### Given records

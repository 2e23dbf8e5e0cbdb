//! Status command: per-language completion of a catalog.

use anyhow::{Context, Result};
use std::path::Path;

use crate::catalog::{Catalog, LanguageStats, language_stats};
use crate::cli::discovery::resolve_catalog;
use crate::engine::ProgressStore;
use crate::translation::{CapabilityLookup, DeepLCapabilities, display_language};
use crate::ui::Style;

/// `Name (code): P% translated (N remaining[, M don't translate])[ supports formality]`
pub fn describe_language(code: &str, stats: &LanguageStats, supports_formality: bool) -> String {
    let mut line = format!(
        "{}: {:.1}% translated ({} remaining",
        display_language(code),
        stats.percentage(),
        stats.untranslated
    );
    if stats.skipped_dont_translate > 0 {
        line.push_str(&format!(", {} don't translate", stats.skipped_dont_translate));
    }
    line.push(')');
    if supports_formality {
        line.push_str(" [supports formality]");
    }
    line
}

/// Statistics of every target language, most untranslated first.
pub fn ranked_languages(catalog: &Catalog, languages: &[String]) -> Vec<(String, LanguageStats)> {
    let mut ranked: Vec<_> = languages
        .iter()
        .map(|code| (code.clone(), language_stats(catalog, code)))
        .collect();
    ranked.sort_by(|(_, a), (_, b)| b.untranslated.cmp(&a.untranslated));
    ranked
}

/// Prints completion statistics of every language in the catalog to stdout.
pub fn print_status(catalog: Option<&Path>) -> Result<()> {
    let path = resolve_catalog(catalog, Path::new("."))?;
    let catalog = Catalog::load(&path)
        .with_context(|| format!("Failed to load catalog: {}", path.display()))?;
    let capabilities = DeepLCapabilities;

    println!(
        "{} {}",
        Style::header("Catalog"),
        Style::secondary(path.display())
    );
    println!(
        "  {}  {}",
        Style::label("source"),
        display_language(catalog.source_language())
    );
    println!();

    let languages = catalog.target_languages();
    if languages.is_empty() {
        println!("{}", Style::secondary("No target languages in this catalog"));
        return Ok(());
    }

    for (code, stats) in ranked_languages(&catalog, &languages) {
        let mut line = describe_language(&code, &stats, capabilities.supports_formality(&code));
        if !capabilities.is_supported(&code) {
            line.push_str(&format!(" {}", Style::warning("[not supported by DeepL]")));
        }

        let progress = ProgressStore::for_catalog(&path, &code).summary();
        if progress.count > 0 {
            line.push_str(&format!(
                " {}",
                Style::hint(format!("[{} saved, resumable]", progress.count))
            ));
        }
        println!("  {line}");
    }

    Ok(())
}

#[cfg(test)]
#[allow(clippy::unwrap_used)]
mod tests {
    use super::*;

    #[test]
    fn test_describe_language() {
        let stats = LanguageStats {
            total: 20,
            translated: 17,
            untranslated: 3,
            skipped_dont_translate: 0,
        };
        assert_eq!(
            describe_language("de", &stats, true),
            "German (de): 85.0% translated (3 remaining) [supports formality]"
        );
    }

    #[test]
    fn test_describe_language_with_dont_translate() {
        let stats = LanguageStats {
            total: 3,
            translated: 1,
            untranslated: 2,
            skipped_dont_translate: 4,
        };
        assert_eq!(
            describe_language("ko", &stats, false),
            "Korean (ko): 33.3% translated (2 remaining, 4 don't translate)"
        );
    }

    #[test]
    fn test_ranked_languages_most_untranslated_first() {
        let catalog = Catalog::parse(
            r#"{
  "sourceLanguage" : "en",
  "strings" : {
    "A" : { "localizations" : {
      "de" : { "stringUnit" : { "state" : "translated", "value" : "A" } }
    } },
    "B" : { "localizations" : {
      "fr" : { "stringUnit" : { "state" : "translated", "value" : "B" } }
    } }
  }
}"#,
        )
        .unwrap();

        let ranked = ranked_languages(&catalog, &catalog.target_languages());
        let codes: Vec<_> = ranked.iter().map(|(code, _)| code.as_str()).collect();
        assert_eq!(codes, vec!["de", "fr"]);

        let mut catalog_languages = catalog.target_languages();
        catalog_languages.push("ja".to_string());
        let ranked = ranked_languages(&catalog, &catalog_languages);
        assert_eq!(ranked[0].0, "ja");
        assert_eq!(ranked[0].1.untranslated, 2);
    }
}
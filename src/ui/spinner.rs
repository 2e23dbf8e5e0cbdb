use indicatif::{ProgressBar, ProgressStyle};
use std::time::Duration;

/// A terminal spinner shown while a request is in flight.
///
/// Automatically clears itself when dropped (RAII pattern). Hidden in quiet mode.
pub struct Spinner {
    progress_bar: ProgressBar,
}

impl Spinner {
    /// Creates and starts a new spinner with the given message.
    #[allow(clippy::unwrap_used)]
    pub fn new(message: &str) -> Self {
        if crate::output::is_quiet() {
            return Self {
                progress_bar: ProgressBar::hidden(),
            };
        }

        let progress_bar = ProgressBar::new_spinner();
        // unwrap is safe: template string is a compile-time constant
        progress_bar.set_style(
            ProgressStyle::default_spinner()
                .tick_strings(&["⠋", "⠙", "⠹", "⠸", "⠼", "⠴", "⠦", "⠧", "⠇", "⠏"])
                .template("{spinner} {msg}")
                .unwrap(),
        );
        progress_bar.set_message(message.to_string());
        progress_bar.enable_steady_tick(Duration::from_millis(80));

        Self { progress_bar }
    }

    /// Stops the spinner and clears it from the terminal.
    pub fn stop(&self) {
        self.progress_bar.finish_and_clear();
    }
}

impl Drop for Spinner {
    fn drop(&mut self) {
        self.progress_bar.finish_and_clear();
    }
}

### Exercise directions
Print all of the entries exactly as they are written.

### Answer box
repository 2e23dbf8e5e0cbdb
//! Status command: per-language completion of a catalog.

use anyhow::{Context, Result};
use std::path::Path;

use crate::catalog::{Catalog, LanguageStats, language_stats};
use crate::cli::discovery::resolve_catalog;
use crate::engine::ProgressStore;
use crate::translation::{CapabilityLookup, DeepLCapabilities, display_language};
use crate::ui::Style;

/// `Name (code): P% translated (N remaining[, M don't translate])[ supports formality]`
pub fn describe_language(code: &str, stats: &LanguageStats, supports_formality: bool) -> String {
    let mut line = format!(
        "{}: {:.1}% translated ({} remaining",
        display_language(code),
        stats.percentage(),
        stats.untranslated
    );
    if stats.skipped_dont_translate > 0 {
        line.push_str(&format!(", {} don't translate", stats.skipped_dont_translate));
    }
    line.push(')');
    if supports_formality {
        line.push_str(" [supports formality]");
    }
    line
}

/// Statistics of every target language, most untranslated first.
pub fn ranked_languages(catalog: &Catalog, languages: &[String]) -> Vec<(String, LanguageStats)> {
    let mut ranked: Vec<_> = languages
        .iter()
        .map(|code| (code.clone(), language_stats(catalog, code)))
        .collect();
    ranked.sort_by(|(_, a), (_, b)| b.untranslated.cmp(&a.untranslated));
    ranked
}

/// Prints completion statistics of every language in the catalog to stdout.
pub fn print_status(catalog: Option<&Path>) -> Result<()> {
    let path = resolve_catalog(catalog, Path::new("."))?;
    let catalog = Catalog::load(&path)
        .with_context(|| format!("Failed to load catalog: {}", path.display()))?;
    let capabilities = DeepLCapabilities;

    println!(
        "{} {}",
        Style::header("Catalog"),
        Style::secondary(path.display())
    );
    println!(
        "  {}  {}",
        Style::label("source"),
        display_language(catalog.source_language())
    );
    println!();

    let languages = catalog.target_languages();
    if languages.is_empty() {
        println!("{}", Style::secondary("No target languages in this catalog"));
        return Ok(());
    }

    for (code, stats) in ranked_languages(&catalog, &languages) {
        let mut line = describe_language(&code, &stats, capabilities.supports_formality(&code));
        if !capabilities.is_supported(&code) {
            line.push_str(&format!(" {}", Style::warning("[not supported by DeepL]")));
        }

        let progress = ProgressStore::for_catalog(&path, &code).summary();
        if progress.count > 0 {
            line.push_str(&format!(
                " {}",
                Style::hint(format!("[{} saved, resumable]", progress.count))
            ));
        }
        println!("  {line}");
    }

    Ok(())
}

#[cfg(test)]
#[allow(clippy::unwrap_used)]
mod tests {
    use super::*;

    #[test]
    fn test_describe_language() {
        let stats = LanguageStats {
            total: 20,
            translated: 17,
            untranslated: 3,
            skipped_dont_translate: 0,
        };
        assert_eq!(
            describe_language("de", &stats, true),
            "German (de): 85.0% translated (3 remaining) [supports formality]"
        );
    }

    #[test]
    fn test_describe_language_with_dont_translate() {
        let stats = LanguageStats {
            total: 3,
            translated: 1,
            untranslated: 2,
            skipped_dont_translate: 4,
        };
        assert_eq!(
            describe_language("ko", &stats, false),
            "Korean (ko): 33.3% translated (2 remaining, 4 don't translate)"
        );
    }

    #[test]
    fn test_ranked_languages_most_untranslated_first() {
        let catalog = Catalog::parse(
            r#"{
  "sourceLanguage" : "en",
  "strings" : {
    "A" : { "localizations" : {
      "de" : { "stringUnit" : { "state" : "translated", "value" : "A" } }
    } },
    "B" : { "localizations" : {
      "fr" : { "stringUnit" : { "state" : "translated", "value" : "B" } }
    } }
  }
}"#,
        )
        .unwrap();

        let ranked = ranked_languages(&catalog, &catalog.target_languages());
        let codes: Vec<_> = ranked.iter().map(|(code, _)| code.as_str()).collect();
        assert_eq!(codes, vec!["de", "fr"]);

        let mut catalog_languages = catalog.target_languages();
        catalog_languages.push("ja".to_string());
        let ranked = ranked_languages(&catalog, &catalog_languages);
        assert_eq!(ranked[0].0, "ja");
        assert_eq!(ranked[0].1.untranslated, 2);
    }
}
filename src/ui/spinner.rs
repository 2e23dbf8e5e0cbdb
use indicatif::{ProgressBar, ProgressStyle};
use std::time::Duration;

/// A terminal spinner shown while a request is in flight.
///
/// Automatically clears itself when dropped (RAII pattern). Hidden in quiet mode.
pub struct Spinner {
    progress_bar: ProgressBar,
}

impl Spinner {
    /// Creates and starts a new spinner with the given message.
    #[allow(clippy::unwrap_used)]
    pub fn new(message: &str) -> Self {
        if crate::output::is_quiet() {
            return Self {
                progress_bar: ProgressBar::hidden(),
            };
        }

        let progress_bar = ProgressBar::new_spinner();
        // unwrap is safe: template string is a compile-time constant
        progress_bar.set_style(
            ProgressStyle::default_spinner()
                .tick_strings(&["⠋", "⠙", "⠹", "⠸", "⠼", "⠴", "⠦", "⠧", "⠇", "⠏"])
                .template("{spinner} {msg}")
                .unwrap(),
        );
        progress_bar.set_message(message.to_string());
        progress_bar.enable_steady_tick(Duration::from_millis(80));

        Self { progress_bar }
    }

    /// Stops the spinner and clears it from the terminal.
    pub fn stop(&self) {
        self.progress_bar.finish_and_clear();
    }
}

impl Drop for Spinner {
    fn drop(&mut self) {
        self.progress_bar.finish_and_clear();
    }
}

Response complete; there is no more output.